Now I have to go to a special nutrition class through the hospital that will teach me about what I should and shouldn't eat. The nurse told me I can have some bread, some cereal, some fruit, but to stay away from concentrated sugars, like candy, cake, cookies, ice cream (as my friend Heather put it - anything worth eating). The other sugar/carbs I do eat will have to be in smaller portions than I'm used to. If you know me at all, you know it's those kinds of snacks, plus an extreme amount of cereal and breads, that have carried me through this pregnancy. Now I have to learn to be friends with more vegetables and proteins. Happily, I don't have to do the many-times-a-day blood tests that you have to do if you have full-on GD.

Ultimately, I'm sure this will be a good thing for me and my diet, as long as the baby is OK. I'd pretty much eat cardboard for the next 11 weeks if that ensured that she'd be alright.

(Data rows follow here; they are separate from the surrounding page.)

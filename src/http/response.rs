//! HTTP response builder.
//!
//! Handlers build a [`Response`] with the fluent API and hand it back up the
//! middleware chain. The value is the "terminal write" of a request: a plain
//! response corresponds to a send, one built with [`Response::redirect`] to a
//! redirect. The cache layer relies on that distinction.

use super::{Headers, StatusCode};

/// The response a handler hands back up the middleware chain.
///
/// # Examples
///
/// ```
/// use routecache::http::{Response, StatusCode};
///
/// let response = Response::new(StatusCode::Ok)
///     .header("Content-Type", "application/json")
///     .body(r#"{"status":"ok"}"#);
///
/// assert_eq!(response.content_type(), Some("application/json"));
/// assert_eq!(response.payload(), br#"{"status":"ok"}"#);
/// ```
#[derive(Debug, Clone)]
pub struct Response {
    status: StatusCode,
    headers: Headers,
    body: Vec<u8>,
    redirect: bool,
}

impl Response {
    /// Creates a new response with the given status and an empty body.
    pub fn new(status: StatusCode) -> Self {
        Self {
            status,
            headers: Headers::new(),
            body: Vec::new(),
            redirect: false,
        }
    }

    /// Creates a `302 Found` redirect to `location`.
    pub fn redirect(location: impl Into<String>) -> Self {
        Self::redirect_with(StatusCode::Found, location)
    }

    /// Creates a redirect to `location` with an explicit status.
    ///
    /// Whatever the status, the response is flagged as a redirect and is never
    /// stored by the response cache.
    pub fn redirect_with(status: StatusCode, location: impl Into<String>) -> Self {
        let mut response = Self::new(status).header("Location", location);
        response.redirect = true;
        response
    }

    /// Appends a response header. Multiple calls with the same name are additive.
    #[must_use]
    pub fn header(mut self, name: impl Into<String>, value: impl Into<String>) -> Self {
        self.headers.insert(name, value);
        self
    }

    /// Sets a header in-place, replacing any earlier values under that name.
    pub fn set_header(&mut self, name: impl Into<String>, value: impl Into<String>) {
        self.headers.set(name, value);
    }

    /// Sets the response body from a string.
    #[must_use]
    pub fn body(mut self, body: impl Into<String>) -> Self {
        self.body = body.into().into_bytes();
        self
    }

    /// Sets the response body from raw bytes.
    #[must_use]
    pub fn body_bytes(mut self, body: impl Into<Vec<u8>>) -> Self {
        self.body = body.into();
        self
    }

    pub fn status(&self) -> StatusCode {
        self.status
    }

    pub fn set_status(&mut self, status: StatusCode) {
        self.status = status;
    }

    pub fn headers(&self) -> &Headers {
        &self.headers
    }

    /// The `Content-Type` header explicitly set on this response, if any.
    pub fn content_type(&self) -> Option<&str> {
        self.headers.get("content-type")
    }

    /// The body bytes as currently set.
    pub fn payload(&self) -> &[u8] {
        &self.body
    }

    /// `true` when the response was built with [`Response::redirect`] or
    /// [`Response::redirect_with`].
    pub fn is_redirect(&self) -> bool {
        self.redirect
    }
}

But it doesn't mean I won't be a wee bit cranky every now and then. But I just have to remember how lucky I am.

1 comment:

lgaumond said...

And I'll remember how lucky I am that I no longer work down the hall from said cranky, sugar-craving, carb-addicted pregnant lady who may shoot angry laser beams out of her eyeballs if I got off the elvator with a fresh bag of M&Ms straight form the vending machine in the basement. Boy, am I lucky.